START RECORDS SUPPLIED

impl<'f> BuildContext<'f> {
    fn new(features: &'f FeatureSet) -> Self {
        Self {
            features,
            iface: Interface::default(),
            claimed: HashSet::new(),
        }
    }

    fn finish(self) -> Interface {
        tracing::debug!(
            symbols = self.iface.symbols.len(),
            functions = self.iface.functions.len(),
            properties = self.iface.properties.len(),
            events = self.iface.events.len(),
            enumerations = self.iface.enumerations.len(),
            lexers = self.iface.lexers.len(),
            constants = self.iface.constants.len(),
            "interface model built"
        );
        self.iface
    }

    fn add_symbol(&mut self, name: &str, sym: SymbolRef) -> Result<()> {
        if self.iface.symbols.contains_key(name) {
            return Err(Error::DuplicateSymbol(name.to_string()));
        }
        self.iface.symbols.insert(name.to_string(), sym);
        Ok(())
    }

    fn declare_primary(&mut self) -> Result<()> {
        let features = self.features;
        let mut property_index: HashMap<String, usize> = HashMap::new();

        for (name, record) in features.iter() {
            match record.kind {
                FeatureKind::Function => {
                    let func = function_from_record(name, record)?;
                    let index = self.iface.functions.len();
                    self.add_symbol(&func.name, SymbolRef::Function { index })?;
                    self.iface.functions.push(func);
                }
                FeatureKind::Getter | FeatureKind::Setter => {
                    let func = function_from_record(name, record)?;
                    let index = match property_index.get(&func.name) {
                        Some(index) => *index,
                        None => {
                            let index = self.iface.properties.len();
                            self.add_symbol(&func.name, SymbolRef::Property { index })?;
                            self.iface.properties.push(Property {
                                name: func.name.clone(),
                                getter: None,
                                setter: None,
                            });
                            property_index.insert(func.name.clone(), index);
                            index
                        }
                    };

                    let property = &mut self.iface.properties[index];
                    if record.kind == FeatureKind::Getter {
                        property.getter = Some(func);
                    } else {
                        property.setter = Some(func);
                    }
                }
                FeatureKind::Enumeration => self.declare_enumeration(name, record)?,
                FeatureKind::Event => {
                    let event = Event {
                        name: camel_to_under(name),
                        value: parse_int(name, &record.value)?,
                        return_type: record.return_type.clone(),
                        parameters: record.params.iter().map(parameter_from_record).collect(),
                        comment: record.comment.clone(),
                    };
                    let index = self.iface.events.len();
                    self.add_symbol(&event.name, SymbolRef::Event { index })?;
                    self.iface.events.push(event);
                }
                FeatureKind::Value | FeatureKind::Lexer => {}
            }
        }

        tracing::debug!(
            functions = self.iface.functions.len(),
            properties = self.iface.properties.len(),
            enumerations = self.iface.enumerations.len(),
            events = self.iface.events.len(),
            "declared primary features"
        );
        Ok(())
    }

    /// Create an enumeration or merge a repeated declaration into the existing one.
    fn declare_enumeration(&mut self, name: &str, record: &FeatureRecord) -> Result<()> {
        match self.iface.symbols.get(name).copied() {
            Some(SymbolRef::Enumeration { index }) => {
                let enumeration = &mut self.iface.enumerations[index];
                enumeration.prefixes.extend(record.prefixes.iter().cloned());
                enumeration.comment.extend(record.comment.iter().cloned());
                Ok(())
            }
            Some(_) => Err(Error::DuplicateSymbol(name.to_string())),
            None => {
                let index = self.iface.enumerations.len();
                self.add_symbol(name, SymbolRef::Enumeration { index })?;
                self.iface.enumerations.push(Enumeration {
                    name: name.to_string(),
                    prefixes: record.prefixes.iter().cloned().collect(),
                    enumerators: Vec::new(),
                    comment: record.comment.clone(),
                });
                Ok(())
            }
        }
    }

    fn collect_enumerators(&mut self) -> Result<()> {
        let features = self.features;
        for enumeration in 0..self.iface.enumerations.len() {
            let prefixes = self.iface.enumerations[enumeration].prefixes.clone();
            for (name, record) in features.of_kind(FeatureKind::Value) {
                if !has_prefix(name, &prefixes) {
                    continue;
                }
                let member = member_from_record(name, record)?;
                let index = self.iface.enumerations[enumeration].enumerators.len();
                self.add_symbol(name, SymbolRef::Enumerator { enumeration, index })?;
                self.iface.enumerations[enumeration].enumerators.push(member);
            }
        }

        tracing::debug!(
            enumerators = self
                .iface
                .enumerations
                .iter()
                .map(|e| e.enumerators.len())
                .sum::<usize>(),
            "collected enumerators"
        );
        Ok(())
    }

    fn collect_lexers(&mut self) -> Result<()> {
        let features = self.features;
        for (name, record) in features.of_kind(FeatureKind::Lexer) {
            let value = self
                .iface
                .lookup(&record.value)
                .and_then(|entity| entity.value())
                .ok_or_else(|| Error::UnresolvedReference {
                    symbol: name.to_string(),
                    reference: record.value.clone(),
                })?;

            let index = self.iface.lexers.len();
            self.add_symbol(name, SymbolRef::Lexer { index })?;
            self.iface.lexers.push(Lexer {
                name: name.to_string(),
                value,
                ident: record.value.clone(),
                prefixes: record.prefixes.iter().cloned().collect(),
                styles: Vec::new(),
                comment: record.comment.clone(),
            });
        }

        tracing::debug!(lexers = self.iface.lexers.len(), "collected lexers");
        Ok(())
    }

    // Styles may share raw-name prefixes with enumerators claimed earlier, so they
    // are not registered as symbols and never trip the duplicate check.
    fn collect_styles(&mut self) -> Result<()> {
        let features = self.features;
        for lexer in 0..self.iface.lexers.len() {
            let prefixes = self.iface.lexers[lexer].prefixes.clone();
            for (name, record) in features.of_kind(FeatureKind::Value) {
                if !has_prefix(name, &prefixes) {
                    continue;
                }
                let style = member_from_record(name, record)?;
                self.claimed.insert(name);
                self.iface.lexers[lexer].styles.push(style);
            }
        }

        tracing::debug!(styles = self.claimed.len(), "collected lexer styles");
        Ok(())
    }

    fn collect_constants(&mut self) -> Result<()> {
        let features = self.features;
        for (name, record) in features.of_kind(FeatureKind::Value) {
            if self.iface.symbols.contains_key(name) || self.claimed.contains(name) {
                continue;
            }
            let constant = Constant {
                name: name.to_string(),
                value: parse_int(name, &record.value)?,
                comment: record.comment.clone(),
            };
            let index = self.iface.constants.len();
            self.add_symbol(name, SymbolRef::Constant { index })?;
            self.iface.constants.push(constant);
        }

        tracing::debug!(constants = self.iface.constants.len(), "collected constants");
        Ok(())
    }

    /// Replace member raw names with their canonical short names.
    fn normalize_members(&mut self) {
        for enumeration in &mut self.iface.enumerations {
            for member in &mut enumeration.enumerators {
                member.name = fix_ident(strip_enumerator_prefix(
                    &enumeration.name,
                    &enumeration.prefixes,
                    &member.raw_name,
                ));
            }
        }

        for lexer in &mut self.iface.lexers {
            for style in &mut lexer.styles {
                style.name = fix_ident(strip_prefix_set(
                    &lexer.name,
                    &lexer.prefixes,
                    &style.raw_name,
                ));
            }
        }
    }
}

fn has_prefix(name: &str, prefixes: &IndexSet<String>) -> bool {
    prefixes.iter().any(|prefix| name.starts_with(prefix.as_str()))
}

fn parameter_from_record(param: &ParamRecord) -> Parameter {
    Parameter {
        type_name: Some(param.type_name.clone()).filter(|t| !t.is_empty()),
        name: camel_to_under(&param.name),
        value: param.value.clone(),
        comment: Vec::new(),
    }
}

END RECORDS SUPPLIED

__ABOUT THIS EXERCISE__
Give back the entire listing exactly as it was written.

__OUTPUT FOR THIS EXERCISE__
impl<'f> BuildContext<'f> {
    fn new(features: &'f FeatureSet) -> Self {
        Self {
            features,
            iface: Interface::default(),
            claimed: HashSet::new(),
        }
    }

    fn finish(self) -> Interface {
        tracing::debug!(
            symbols = self.iface.symbols.len(),
            functions = self.iface.functions.len(),
            properties = self.iface.properties.len(),
            events = self.iface.events.len(),
            enumerations = self.iface.enumerations.len(),
            lexers = self.iface.lexers.len(),
            constants = self.iface.constants.len(),
            "interface model built"
        );
        self.iface
    }

    fn add_symbol(&mut self, name: &str, sym: SymbolRef) -> Result<()> {
        if self.iface.symbols.contains_key(name) {
            return Err(Error::DuplicateSymbol(name.to_string()));
        }
        self.iface.symbols.insert(name.to_string(), sym);
        Ok(())
    }

    fn declare_primary(&mut self) -> Result<()> {
        let features = self.features;
        let mut property_index: HashMap<String, usize> = HashMap::new();

        for (name, record) in features.iter() {
            match record.kind {
                FeatureKind::Function => {
                    let func = function_from_record(name, record)?;
                    let index = self.iface.functions.len();
                    self.add_symbol(&func.name, SymbolRef::Function { index })?;
                    self.iface.functions.push(func);
                }
                FeatureKind::Getter | FeatureKind::Setter => {
                    let func = function_from_record(name, record)?;
                    let index = match property_index.get(&func.name) {
                        Some(index) => *index,
                        None => {
                            let index = self.iface.properties.len();
                            self.add_symbol(&func.name, SymbolRef::Property { index })?;
                            self.iface.properties.push(Property {
                                name: func.name.clone(),
                                getter: None,
                                setter: None,
                            });
                            property_index.insert(func.name.clone(), index);
                            index
                        }
                    };

                    let property = &mut self.iface.properties[index];
                    if record.kind == FeatureKind::Getter {
                        property.getter = Some(func);
                    } else {
                        property.setter = Some(func);
                    }
                }
                FeatureKind::Enumeration => self.declare_enumeration(name, record)?,
                FeatureKind::Event => {
                    let event = Event {
                        name: camel_to_under(name),
                        value: parse_int(name, &record.value)?,
                        return_type: record.return_type.clone(),
                        parameters: record.params.iter().map(parameter_from_record).collect(),
                        comment: record.comment.clone(),
                    };
                    let index = self.iface.events.len();
                    self.add_symbol(&event.name, SymbolRef::Event { index })?;
                    self.iface.events.push(event);
                }
                FeatureKind::Value | FeatureKind::Lexer => {}
            }
        }

        tracing::debug!(
            functions = self.iface.functions.len(),
            properties = self.iface.properties.len(),
            enumerations = self.iface.enumerations.len(),
            events = self.iface.events.len(),
            "declared primary features"
        );
        Ok(())
    }

    /// Create an enumeration or merge a repeated declaration into the existing one.
    fn declare_enumeration(&mut self, name: &str, record: &FeatureRecord) -> Result<()> {
        match self.iface.symbols.get(name).copied() {
            Some(SymbolRef::Enumeration { index }) => {
                let enumeration = &mut self.iface.enumerations[index];
                enumeration.prefixes.extend(record.prefixes.iter().cloned());
                enumeration.comment.extend(record.comment.iter().cloned());
                Ok(())
            }
            Some(_) => Err(Error::DuplicateSymbol(name.to_string())),
            None => {
                let index = self.iface.enumerations.len();
                self.add_symbol(name, SymbolRef::Enumeration { index })?;
                self.iface.enumerations.push(Enumeration {
                    name: name.to_string(),
                    prefixes: record.prefixes.iter().cloned().collect(),
                    enumerators: Vec::new(),
                    comment: record.comment.clone(),
                });
                Ok(())
            }
        }
    }

    fn collect_enumerators(&mut self) -> Result<()> {
        let features = self.features;
        for enumeration in 0..self.iface.enumerations.len() {
            let prefixes = self.iface.enumerations[enumeration].prefixes.clone();
            for (name, record) in features.of_kind(FeatureKind::Value) {
                if !has_prefix(name, &prefixes) {
                    continue;
                }
                let member = member_from_record(name, record)?;
                let index = self.iface.enumerations[enumeration].enumerators.len();
                self.add_symbol(name, SymbolRef::Enumerator { enumeration, index })?;
                self.iface.enumerations[enumeration].enumerators.push(member);
            }
        }

        tracing::debug!(
            enumerators = self
                .iface
                .enumerations
                .iter()
                .map(|e| e.enumerators.len())
                .sum::<usize>(),
            "collected enumerators"
        );
        Ok(())
    }

    fn collect_lexers(&mut self) -> Result<()> {
        let features = self.features;
        for (name, record) in features.of_kind(FeatureKind::Lexer) {
            let value = self
                .iface
                .lookup(&record.value)
                .and_then(|entity| entity.value())
                .ok_or_else(|| Error::UnresolvedReference {
                    symbol: name.to_string(),
                    reference: record.value.clone(),
                })?;

            let index = self.iface.lexers.len();
            self.add_symbol(name, SymbolRef::Lexer { index })?;
            self.iface.lexers.push(Lexer {
                name: name.to_string(),
                value,
                ident: record.value.clone(),
                prefixes: record.prefixes.iter().cloned().collect(),
                styles: Vec::new(),
                comment: record.comment.clone(),
            });
        }

        tracing::debug!(lexers = self.iface.lexers.len(), "collected lexers");
        Ok(())
    }

    // Styles may share raw-name prefixes with enumerators claimed earlier, so they
    // are not registered as symbols and never trip the duplicate check.
    fn collect_styles(&mut self) -> Result<()> {
        let features = self.features;
        for lexer in 0..self.iface.lexers.len() {
            let prefixes = self.iface.lexers[lexer].prefixes.clone();
            for (name, record) in features.of_kind(FeatureKind::Value) {
                if !has_prefix(name, &prefixes) {
                    continue;
                }
                let style = member_from_record(name, record)?;
                self.claimed.insert(name);
                self.iface.lexers[lexer].styles.push(style);
            }
        }

        tracing::debug!(styles = self.claimed.len(), "collected lexer styles");
        Ok(())
    }

    fn collect_constants(&mut self) -> Result<()> {
        let features = self.features;
        for (name, record) in features.of_kind(FeatureKind::Value) {
            if self.iface.symbols.contains_key(name) || self.claimed.contains(name) {
                continue;
            }
            let constant = Constant {
                name: name.to_string(),
                value: parse_int(name, &record.value)?,
                comment: record.comment.clone(),
            };
            let index = self.iface.constants.len();
            self.add_symbol(name, SymbolRef::Constant { index })?;
            self.iface.constants.push(constant);
        }

        tracing::debug!(constants = self.iface.constants.len(), "collected constants");
        Ok(())
    }

    /// Replace member raw names with their canonical short names.
    fn normalize_members(&mut self) {
        for enumeration in &mut self.iface.enumerations {
            for member in &mut enumeration.enumerators {
                member.name = fix_ident(strip_enumerator_prefix(
                    &enumeration.name,
                    &enumeration.prefixes,
                    &member.raw_name,
                ));
            }
        }

        for lexer in &mut self.iface.lexers {
            for style in &mut lexer.styles {
                style.name = fix_ident(strip_prefix_set(
                    &lexer.name,
                    &lexer.prefixes,
                    &style.raw_name,
                ));
            }
        }
    }
}

fn has_prefix(name: &str, prefixes: &IndexSet<String>) -> bool {
    prefixes.iter().any(|prefix| name.starts_with(prefix.as_str()))
}

fn parameter_from_record(param: &ParamRecord) -> Parameter {
    Parameter {
        type_name: Some(param.type_name.clone()).filter(|t| !t.is_empty()),
        name: camel_to_under(&param.name),
        value: param.value.clone(),
        comment: Vec::new(),
    }
}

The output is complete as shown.